石田堤(いしだづつみ)とは、石田三成が忍城を水攻めするために築いた堤(堤防)のことです。
三成は近辺の農民などに米や金銭を与えて突貫工事をおこない、わずか5日で全長28kmにもおよぶ石田堤を築きました。
(じっさいにはすべてをあらたに築いたわけではなく、自然の地形を利用して微高地を巧みにつなぎあわせたものと考えられています)
現在は宅地化などで堤はほとんど残っていませんが、丸墓山から南に真っ直ぐ伸びている道路は、この堤の名残です。
道の脇に案内板があります。
石田堤(いしだづつみ)
この一段高い桜並木は、天正(てんしょう)18年(1590)に豊臣秀吉(とよとみひでよし)の命(めい)を受けた石田三成(いしだみつなり)が、忍城(おしじょう)を水攻めした際の堤(つつみ)の一部です。
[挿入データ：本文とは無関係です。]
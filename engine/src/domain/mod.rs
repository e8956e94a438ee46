//! Domain layer

pub mod container;
pub mod recording;
pub mod script;
pub mod types;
長さ28km(一説には14km)に及ぶ堤をわずか5日間で築き、利根川(とねがわ)と荒川(あらかわ)の水を流入(りゅうにゅう)させたと言われています。三成の陣は丸墓山古墳(まるはかやまこふん)の頂上に張られました。
またもう一か所、行田市堤根地区から鴻巣市袋地区にかけて、堤が約250mほど残存しています。
見学者用の駐車場もあります。
ここにも案内板が設置されています。
県指定史跡石田堤
昭和三十四年三月二十日指定
この堤は、天正十八年(一五九十年)六月、石田三成によって、忍(おし)城水攻めのために築かれたことから、石田堤と呼ばれています。
天正十八年三月に始まる、豊臣秀吉の関東平定に伴ない、北条氏に味方する、成田氏の拠城である忍城は、同年六月、石田三成、大谷吉隆、長束正家らによって、包囲されてしまいます。
石田三成らは、地形を見て、忍城を水攻めすることにし、全長二十八キロメートルに及ぶ堤を、わずか一週間で作り上げたと言われています。実際には、自然堤防や微高地を、巧みにつなぎ合わせたものと思われ、現在残っているこの堤も、自然堤防上に一~二メートル程盛土をしたものです。
こうして堤が完成し、利根・荒川の水を引き入れたのですが、地形的に、城や城下町より、下忍・堤根方面に水が溜ってしまい、遂には堤が決壊して、水攻めは失敗に終ります。しかし北条氏の降伏により、忍城は遂に開城するのです。
今日では、ここ堤根に約二百五十メートルの堤を、残すのみですが、江戸時代、日光裏街道沿いに樹えられた、樹齢三百年余の松や檜葉が並ぶ様は、往時をしのばせる、貴重なものと言えましょう。 石田堤を守る会
埼玉県教育委員会
行田市教育委員会
ここから少し歩いた上越新幹線の高架下付近に「石田堤史跡公園」があります。
ここに高低差がはっきりとわかる堤が残っています。
堤の上を歩くこともできます。
公園の駐車場です。
忍城址や丸墓山古墳から歩くとかなり大変なのでレンタサイクルなどを利用したほうがいいと思います。